Fascinated by the Gilded Age, I started putting a story together a few years ago. The germ of the idea involved interactions between a wealthy family and a working-class family. I began with the main characters.
The Den Helder family, a railroad tycoon and wife, along with their 21-year old daughter Alicia and 18-year old twins Elspeth and Matthew, lived in a mansion across the street from a elegant municipal park in the wealthy part of town.
Mike Labruzzo, a 27-year old police detective, a single father raising a 4-year of daughter, lived along the edge of the poor side of town.
Setting? Couldn't use New Orleans. The years after the Civil War until the end of the 19th Century may have been a Gilded Age for many Americans but the south was going through Reconstruction. So I thought of New York only I didn't know enough about NYC to set the story there. So where? Chicago? I know less about Chicago.

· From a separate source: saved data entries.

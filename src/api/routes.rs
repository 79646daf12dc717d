use crate::api::handlers::{analyze, health, search};
use crate::AppState;
use axum::{
    extract::DefaultBodyLimit,
    routing::{get, post},
    Router,
};

/// Routes mounted under `/api`.
///
/// `max_upload_bytes` bounds the analyze request body, which carries the PDF.
pub fn create_router(max_upload_bytes: usize) -> Router<AppState> {
    Router::new()
        .route(
            "/analyze",
            post(analyze::analyze).layer(DefaultBodyLimit::max(max_upload_bytes)),
        )
        .route("/search", post(search::search))
        .route("/corpus", get(search::corpus_status))
        .route("/health", get(health::health))
}
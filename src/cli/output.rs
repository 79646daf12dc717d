//! Colored output helpers for CLI
//!
//! Status lines go to stdout except errors, which go to stderr. Answers and
//! chunks are printed raw so they can be piped.

use owo_colors::OwoColorize;

#[derive(Debug, Clone, Copy, PartialEq, Eq)]
enum Status {
    Ok,
    Info,
    Warn,
    Error,
}

impl Status {
    fn tag(self) -> &'static str {
        match self {
            Status::Ok => "[OK]",
            Status::Info => "[INFO]",
            Status::Warn => "[WARN]",
            Status::Error => "[ERROR]",
        }
    }
}

/// Output style configuration
pub struct Output {
    pub colored: bool,
}

impl Default for Output {
    fn default() -> Self {
        Self::new()
    }
}

impl Output {
    pub fn new() -> Self {
        Self { colored: true }
    }

    pub fn no_color() -> Self {
        Self { colored: false }
    }

    fn render(&self, status: Status, message: &str) -> String {
        if !self.colored {
            return format!("  {} {}", status.tag(), message);
        }
        match status {
            Status::Ok => format!("  {} {}", "✓".green().bold(), message.green()),
            Status::Info => format!("  {} {}", "•".blue(), message),
            Status::Warn => format!("  {} {}", "⚠".yellow().bold(), message.yellow()),
            Status::Error => format!("  {} {}", "✗".red().bold(), message.red()),
        }
    }

    fn status(&self, status: Status, message: &str) {
        let line = self.render(status, message);
        if status == Status::Error {
            eprintln!("{}", line);
        } else {
            println!("{}", line);
        }
    }

    pub fn banner(&self) {
        let version = format!("v{}", env!("CARGO_PKG_VERSION"));
        if self.colored {
            println!("\n   {} {}\n", "Policy Analyzer".bright_cyan().bold(), version.dimmed());
        } else {
            println!("\n   Policy Analyzer {}\n", version);
        }
    }

    pub fn success(&self, message: &str) {
        self.status(Status::Ok, message);
    }

    pub fn info(&self, message: &str) {
        self.status(Status::Info, message);
    }

    pub fn warning(&self, message: &str) {
        self.status(Status::Warn, message);
    }

    pub fn error(&self, message: &str) {
        self.status(Status::Error, message);
    }

    /// Section title
    pub fn header(&self, title: &str) {
        if self.colored {
            println!("\n  {}", title.bright_white().bold().underline());
        } else {
            println!("\n  === {} ===", title);
        }
    }

    pub fn kv(&self, key: &str, value: &str) {
        if self.colored {
            println!("    {}: {}", key.dimmed(), value.bright_white());
        } else {
            println!("    {}: {}", key, value);
        }
    }

    /// One chunk with its position in the document
    pub fn chunk(&self, index: usize, chunk: &str) {
        if self.colored {
            println!("{} {}", format!("{:>4}", index).dimmed(), chunk);
        } else {
            println!("{:>4} {}", index, chunk);
        }
    }
}
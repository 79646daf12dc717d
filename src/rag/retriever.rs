//! Semantic search over the chunks of one loaded document.

use chrono::{DateTime, Utc};
use std::time::Instant;

use crate::rag::embeddings::{embed_in_batches, Embedder};
use crate::rag::index::{DistanceMetric, NearestNeighbors};
use crate::types::{AppError, CorpusStatus, Result};

/// Where a corpus came from, for status reporting.
#[derive(Debug, Clone, Default)]
pub struct CorpusSource {
    pub name: String,
    pub pages: usize,
}

struct Corpus {
    chunks: Vec<String>,
    index: NearestNeighbors,
    source: CorpusSource,
    loaded_at: DateTime<Utc>,
}

/// Holds the fitted corpus. A new [`fit`](Self::fit) fully replaces the old one.
pub struct SemanticSearch {
    metric: DistanceMetric,
    corpus: Option<Corpus>,
}

impl SemanticSearch {
    pub fn new(metric: DistanceMetric) -> Self {
        Self {
            metric,
            corpus: None,
        }
    }

    pub fn set_metric(&mut self, metric: DistanceMetric) {
        self.metric = metric;
    }

    /// Embed `chunks` and fit the index over them.
    ///
    /// Any previously fitted corpus is dropped first, so a failed or
    /// cancelled fit leaves the searcher unfitted rather than serving the
    /// previous document.
    pub async fn fit(
        &mut self,
        chunks: Vec<String>,
        source: CorpusSource,
        embedder: &dyn Embedder,
        batch_size: usize,
    ) -> Result<usize> {
        self.corpus = None;

        if chunks.is_empty() {
            return Err(AppError::InvalidInput(
                "document contains no extractable text".to_string(),
            ));
        }

        let start = Instant::now();
        let embeddings = embed_in_batches(embedder, &chunks, batch_size).await?;

        if embeddings.len() != chunks.len() {
            return Err(AppError::Embedding(format!(
                "got {} embeddings for {} chunks",
                embeddings.len(),
                chunks.len()
            )));
        }

        let index = NearestNeighbors::fit(embeddings, self.metric)?;
        let count = chunks.len();

        tracing::info!(
            source = %source.name,
            chunks = count,
            dimensions = index.dimensions(),
            metric = %self.metric,
            model = embedder.model_name(),
            duration_ms = start.elapsed().as_millis() as u64,
            "Corpus fitted"
        );

        self.corpus = Some(Corpus {
            chunks,
            index,
            source,
            loaded_at: Utc::now(),
        });

        Ok(count)
    }

    /// The `k` chunks nearest to `text`, nearest first.
    pub async fn query(&self, text: &str, k: usize, embedder: &dyn Embedder) -> Result<Vec<String>> {
        Ok(self
            .query_scored(text, k, embedder)
            .await?
            .into_iter()
            .map(|(chunk, _)| chunk)
            .collect())
    }

    /// Like [`query`](Self::query) but keeps each chunk's distance.
    pub async fn query_scored(
        &self,
        text: &str,
        k: usize,
        embedder: &dyn Embedder,
    ) -> Result<Vec<(String, f32)>> {
        let corpus = self.corpus.as_ref().ok_or(AppError::NotFitted)?;

        let mut vectors = embedder.embed(&[text.to_string()]).await?;
        let query = match (vectors.pop(), vectors.is_empty()) {
            (Some(v), true) => v,
            _ => {
                return Err(AppError::Embedding(
                    "expected exactly one query embedding".to_string(),
                ))
            }
        };

        let neighbors = corpus.index.kneighbors(&query, k)?;
        Ok(neighbors
            .into_iter()
            .map(|n| (corpus.chunks[n.index].clone(), n.distance))
            .collect())
    }

    pub fn is_fitted(&self) -> bool {
        self.corpus.is_some()
    }

    pub fn len(&self) -> usize {
        self.corpus.as_ref().map_or(0, |c| c.chunks.len())
    }

    pub fn is_empty(&self) -> bool {
        self.len() == 0
    }

    pub fn chunks(&self) -> &[String] {
        match &self.corpus {
            Some(corpus) => &corpus.chunks,
            None => &[],
        }
    }

    pub fn status(&self) -> CorpusStatus {
        match &self.corpus {
            None => CorpusStatus::default(),
            Some(corpus) => CorpusStatus {
                loaded: true,
                source: Some(corpus.source.name.clone()),
                pages: corpus.source.pages,
                chunks: corpus.chunks.len(),
                dimensions: corpus.index.dimensions(),
                loaded_at: Some(corpus.loaded_at),
            },
        }
    }
}

impl Default for SemanticSearch {
    fn default() -> Self {
        Self::new(DistanceMetric::default())
    }
}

Hell, I'm a fiction writer. I made up a town called Noressex in Westchester County, New York, about forty miles up the Hudson from NYC. Spent a couple months laying out and naming the streets, building the mansions, houses, tenements, industries, parks, churches, schools.
Added supporting characters – the Den Helder household servants, relatives and friends and fleshing out the Noressex Police Department where Detective Labruzzo worked, and his friends and relatives around the rooming house where he and his little girl lived.
Started the story with a bang, Labruzzo and his partner rescuing Matthew Den Helder from a brawl at a bawdy house in the part of Noressex where young men secretly frequented. Labruzzo has the injured 18-year old taken to a nearby hospital. Visting him later, the detective meets Alicia and eventually Elspeth Den Helder and the rest of the family.
Once the charaters were set in motion, I went along and wrote down what they did until they reached the climax of the story I had laid out in a two paragraph outline. It took 102,000+ words but man, I enjoyed every minute of the ride.
Lot of crime fiction in this historical novel.
That's all for now.
The new novel looks great, O'Neil! Interesting post--it was fun to hear how the book came about.
ReplyDeleteCongratulations! The cover looks wonderful. Best of luck!
ReplyDeleteImpressive, from 2 paragraphs to 102k words.
ReplyDeleteI've sometimes wished we had a good software app to help us lay out fictional towns and cities.
O'Neil, definitely sounds promising. I'll have to put it on my reading list.